What needs to be done: Here the whole listing must be retyped exactly, with no line omitted.

=== Section Start ===

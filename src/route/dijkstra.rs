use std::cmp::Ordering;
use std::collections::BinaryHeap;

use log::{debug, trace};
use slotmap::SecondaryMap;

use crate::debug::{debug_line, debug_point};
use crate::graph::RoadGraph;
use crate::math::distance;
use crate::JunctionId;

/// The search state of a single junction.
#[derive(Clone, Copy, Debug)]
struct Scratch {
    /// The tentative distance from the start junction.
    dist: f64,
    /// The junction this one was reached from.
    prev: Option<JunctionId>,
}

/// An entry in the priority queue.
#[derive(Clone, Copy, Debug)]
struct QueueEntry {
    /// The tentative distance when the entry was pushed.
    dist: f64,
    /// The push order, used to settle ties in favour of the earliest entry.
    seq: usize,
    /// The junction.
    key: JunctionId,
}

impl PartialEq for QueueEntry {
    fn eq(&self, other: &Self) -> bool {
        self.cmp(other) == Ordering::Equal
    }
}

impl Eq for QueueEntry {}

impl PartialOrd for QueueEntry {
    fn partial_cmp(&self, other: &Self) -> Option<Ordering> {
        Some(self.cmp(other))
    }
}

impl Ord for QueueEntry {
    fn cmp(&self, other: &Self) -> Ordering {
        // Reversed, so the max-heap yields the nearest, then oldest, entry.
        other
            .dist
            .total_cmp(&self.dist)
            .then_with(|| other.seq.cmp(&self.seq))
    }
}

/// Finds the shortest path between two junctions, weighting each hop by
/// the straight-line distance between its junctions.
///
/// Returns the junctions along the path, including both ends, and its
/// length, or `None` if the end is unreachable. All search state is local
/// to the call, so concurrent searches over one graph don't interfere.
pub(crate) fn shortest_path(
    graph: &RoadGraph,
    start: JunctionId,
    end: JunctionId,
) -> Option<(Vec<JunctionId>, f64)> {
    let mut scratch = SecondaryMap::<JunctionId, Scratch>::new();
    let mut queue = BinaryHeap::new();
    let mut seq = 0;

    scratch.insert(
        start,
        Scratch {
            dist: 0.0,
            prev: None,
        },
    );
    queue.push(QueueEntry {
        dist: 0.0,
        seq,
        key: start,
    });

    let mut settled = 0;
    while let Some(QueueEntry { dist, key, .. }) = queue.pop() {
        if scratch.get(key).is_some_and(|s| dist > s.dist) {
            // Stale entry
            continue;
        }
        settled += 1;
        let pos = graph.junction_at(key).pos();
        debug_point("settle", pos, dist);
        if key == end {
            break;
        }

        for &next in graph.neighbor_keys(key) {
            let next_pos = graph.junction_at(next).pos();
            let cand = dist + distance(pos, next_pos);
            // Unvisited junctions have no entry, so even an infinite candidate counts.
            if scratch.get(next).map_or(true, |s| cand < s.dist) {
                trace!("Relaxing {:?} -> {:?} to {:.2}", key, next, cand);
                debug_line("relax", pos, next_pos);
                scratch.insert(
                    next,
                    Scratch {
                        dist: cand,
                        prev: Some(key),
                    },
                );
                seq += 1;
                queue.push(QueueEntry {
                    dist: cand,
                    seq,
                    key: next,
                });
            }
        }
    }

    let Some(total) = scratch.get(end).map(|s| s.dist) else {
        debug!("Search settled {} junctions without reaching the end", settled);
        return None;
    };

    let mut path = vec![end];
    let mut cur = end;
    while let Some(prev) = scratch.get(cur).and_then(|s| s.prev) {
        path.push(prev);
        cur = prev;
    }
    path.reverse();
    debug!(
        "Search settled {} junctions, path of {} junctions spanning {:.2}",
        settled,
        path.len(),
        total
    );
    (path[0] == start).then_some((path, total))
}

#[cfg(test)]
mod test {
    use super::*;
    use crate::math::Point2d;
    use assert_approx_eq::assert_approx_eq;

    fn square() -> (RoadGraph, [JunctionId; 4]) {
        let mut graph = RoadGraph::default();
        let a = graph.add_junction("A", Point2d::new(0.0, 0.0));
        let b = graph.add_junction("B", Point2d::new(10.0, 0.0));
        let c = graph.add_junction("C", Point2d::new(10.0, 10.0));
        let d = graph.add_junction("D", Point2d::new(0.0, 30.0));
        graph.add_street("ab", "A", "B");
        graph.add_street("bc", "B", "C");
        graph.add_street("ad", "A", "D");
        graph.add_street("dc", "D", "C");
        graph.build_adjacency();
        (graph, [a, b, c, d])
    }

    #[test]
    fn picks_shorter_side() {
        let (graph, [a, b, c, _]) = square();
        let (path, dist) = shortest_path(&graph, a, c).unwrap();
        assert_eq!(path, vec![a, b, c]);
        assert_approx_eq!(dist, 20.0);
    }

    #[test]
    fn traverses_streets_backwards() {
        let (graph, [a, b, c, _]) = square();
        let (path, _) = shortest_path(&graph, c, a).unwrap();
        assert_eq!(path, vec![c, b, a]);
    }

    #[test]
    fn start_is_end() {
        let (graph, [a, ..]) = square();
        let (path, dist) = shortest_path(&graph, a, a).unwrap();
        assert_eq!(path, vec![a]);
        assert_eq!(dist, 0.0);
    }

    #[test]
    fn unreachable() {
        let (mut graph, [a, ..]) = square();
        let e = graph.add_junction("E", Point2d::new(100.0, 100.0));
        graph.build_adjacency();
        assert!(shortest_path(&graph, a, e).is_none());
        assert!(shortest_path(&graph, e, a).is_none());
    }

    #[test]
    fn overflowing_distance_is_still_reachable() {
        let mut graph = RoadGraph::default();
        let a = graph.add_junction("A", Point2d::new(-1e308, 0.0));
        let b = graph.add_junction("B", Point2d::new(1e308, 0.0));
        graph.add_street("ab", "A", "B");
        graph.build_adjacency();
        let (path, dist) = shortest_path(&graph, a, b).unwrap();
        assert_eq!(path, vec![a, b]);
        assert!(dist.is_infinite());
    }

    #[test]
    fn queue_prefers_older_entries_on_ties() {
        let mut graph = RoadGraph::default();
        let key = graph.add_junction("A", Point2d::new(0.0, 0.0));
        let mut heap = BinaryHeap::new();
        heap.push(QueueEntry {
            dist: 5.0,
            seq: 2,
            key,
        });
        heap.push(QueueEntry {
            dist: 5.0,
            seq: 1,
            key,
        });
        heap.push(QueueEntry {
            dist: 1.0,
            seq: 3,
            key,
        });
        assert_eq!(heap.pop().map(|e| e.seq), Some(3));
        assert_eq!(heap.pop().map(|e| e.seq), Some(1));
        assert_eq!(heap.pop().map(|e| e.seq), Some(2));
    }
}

=== Section End ===

Output below:
filename src/route/dijkstra.rs
use std::cmp::Ordering;
use std::collections::BinaryHeap;

use log::{debug, trace};
use slotmap::SecondaryMap;

use crate::debug::{debug_line, debug_point};
use crate::graph::RoadGraph;
use crate::math::distance;
use crate::JunctionId;

/// The search state of a single junction.
#[derive(Clone, Copy, Debug)]
struct Scratch {
    /// The tentative distance from the start junction.
    dist: f64,
    /// The junction this one was reached from.
    prev: Option<JunctionId>,
}

/// An entry in the priority queue.
#[derive(Clone, Copy, Debug)]
struct QueueEntry {
    /// The tentative distance when the entry was pushed.
    dist: f64,
    /// The push order, used to settle ties in favour of the earliest entry.
    seq: usize,
    /// The junction.
    key: JunctionId,
}

impl PartialEq for QueueEntry {
    fn eq(&self, other: &Self) -> bool {
        self.cmp(other) == Ordering::Equal
    }
}

impl Eq for QueueEntry {}

impl PartialOrd for QueueEntry {
    fn partial_cmp(&self, other: &Self) -> Option<Ordering> {
        Some(self.cmp(other))
    }
}

impl Ord for QueueEntry {
    fn cmp(&self, other: &Self) -> Ordering {
        // Reversed, so the max-heap yields the nearest, then oldest, entry.
        other
            .dist
            .total_cmp(&self.dist)
            .then_with(|| other.seq.cmp(&self.seq))
    }
}

/// Finds the shortest path between two junctions, weighting each hop by
/// the straight-line distance between its junctions.
///
/// Returns the junctions along the path, including both ends, and its
/// length, or `None` if the end is unreachable. All search state is local
/// to the call, so concurrent searches over one graph don't interfere.
pub(crate) fn shortest_path(
    graph: &RoadGraph,
    start: JunctionId,
    end: JunctionId,
) -> Option<(Vec<JunctionId>, f64)> {
    let mut scratch = SecondaryMap::<JunctionId, Scratch>::new();
    let mut queue = BinaryHeap::new();
    let mut seq = 0;

    scratch.insert(
        start,
        Scratch {
            dist: 0.0,
            prev: None,
        },
    );
    queue.push(QueueEntry {
        dist: 0.0,
        seq,
        key: start,
    });

    let mut settled = 0;
    while let Some(QueueEntry { dist, key, .. }) = queue.pop() {
        if scratch.get(key).is_some_and(|s| dist > s.dist) {
            // Stale entry
            continue;
        }
        settled += 1;
        let pos = graph.junction_at(key).pos();
        debug_point("settle", pos, dist);
        if key == end {
            break;
        }

        for &next in graph.neighbor_keys(key) {
            let next_pos = graph.junction_at(next).pos();
            let cand = dist + distance(pos, next_pos);
            // Unvisited junctions have no entry, so even an infinite candidate counts.
            if scratch.get(next).map_or(true, |s| cand < s.dist) {
                trace!("Relaxing {:?} -> {:?} to {:.2}", key, next, cand);
                debug_line("relax", pos, next_pos);
                scratch.insert(
                    next,
                    Scratch {
                        dist: cand,
                        prev: Some(key),
                    },
                );
                seq += 1;
                queue.push(QueueEntry {
                    dist: cand,
                    seq,
                    key: next,
                });
            }
        }
    }

    let Some(total) = scratch.get(end).map(|s| s.dist) else {
        debug!("Search settled {} junctions without reaching the end", settled);
        return None;
    };

    let mut path = vec![end];
    let mut cur = end;
    while let Some(prev) = scratch.get(cur).and_then(|s| s.prev) {
        path.push(prev);
        cur = prev;
    }
    path.reverse();
    debug!(
        "Search settled {} junctions, path of {} junctions spanning {:.2}",
        settled,
        path.len(),
        total
    );
    (path[0] == start).then_some((path, total))
}

#[cfg(test)]
mod test {
    use super::*;
    use crate::math::Point2d;
    use assert_approx_eq::assert_approx_eq;

    fn square() -> (RoadGraph, [JunctionId; 4]) {
        let mut graph = RoadGraph::default();
        let a = graph.add_junction("A", Point2d::new(0.0, 0.0));
        let b = graph.add_junction("B", Point2d::new(10.0, 0.0));
        let c = graph.add_junction("C", Point2d::new(10.0, 10.0));
        let d = graph.add_junction("D", Point2d::new(0.0, 30.0));
        graph.add_street("ab", "A", "B");
        graph.add_street("bc", "B", "C");
        graph.add_street("ad", "A", "D");
        graph.add_street("dc", "D", "C");
        graph.build_adjacency();
        (graph, [a, b, c, d])
    }

    #[test]
    fn picks_shorter_side() {
        let (graph, [a, b, c, _]) = square();
        let (path, dist) = shortest_path(&graph, a, c).unwrap();
        assert_eq!(path, vec![a, b, c]);
        assert_approx_eq!(dist, 20.0);
    }

    #[test]
    fn traverses_streets_backwards() {
        let (graph, [a, b, c, _]) = square();
        let (path, _) = shortest_path(&graph, c, a).unwrap();
        assert_eq!(path, vec![c, b, a]);
    }

    #[test]
    fn start_is_end() {
        let (graph, [a, ..]) = square();
        let (path, dist) = shortest_path(&graph, a, a).unwrap();
        assert_eq!(path, vec![a]);
        assert_eq!(dist, 0.0);
    }

    #[test]
    fn unreachable() {
        let (mut graph, [a, ..]) = square();
        let e = graph.add_junction("E", Point2d::new(100.0, 100.0));
        graph.build_adjacency();
        assert!(shortest_path(&graph, a, e).is_none());
        assert!(shortest_path(&graph, e, a).is_none());
    }

    #[test]
    fn overflowing_distance_is_still_reachable() {
        let mut graph = RoadGraph::default();
        let a = graph.add_junction("A", Point2d::new(-1e308, 0.0));
        let b = graph.add_junction("B", Point2d::new(1e308, 0.0));
        graph.add_street("ab", "A", "B");
        graph.build_adjacency();
        let (path, dist) = shortest_path(&graph, a, b).unwrap();
        assert_eq!(path, vec![a, b]);
        assert!(dist.is_infinite());
    }

    #[test]
    fn queue_prefers_older_entries_on_ties() {
        let mut graph = RoadGraph::default();
        let key = graph.add_junction("A", Point2d::new(0.0, 0.0));
        let mut heap = BinaryHeap::new();
        heap.push(QueueEntry {
            dist: 5.0,
            seq: 2,
            key,
        });
        heap.push(QueueEntry {
            dist: 5.0,
            seq: 1,
            key,
        });
        heap.push(QueueEntry {
            dist: 1.0,
            seq: 3,
            key,
        });
        assert_eq!(heap.pop().map(|e| e.seq), Some(3));
        assert_eq!(heap.pop().map(|e| e.seq), Some(1));
        assert_eq!(heap.pop().map(|e| e.seq), Some(2));
    }
}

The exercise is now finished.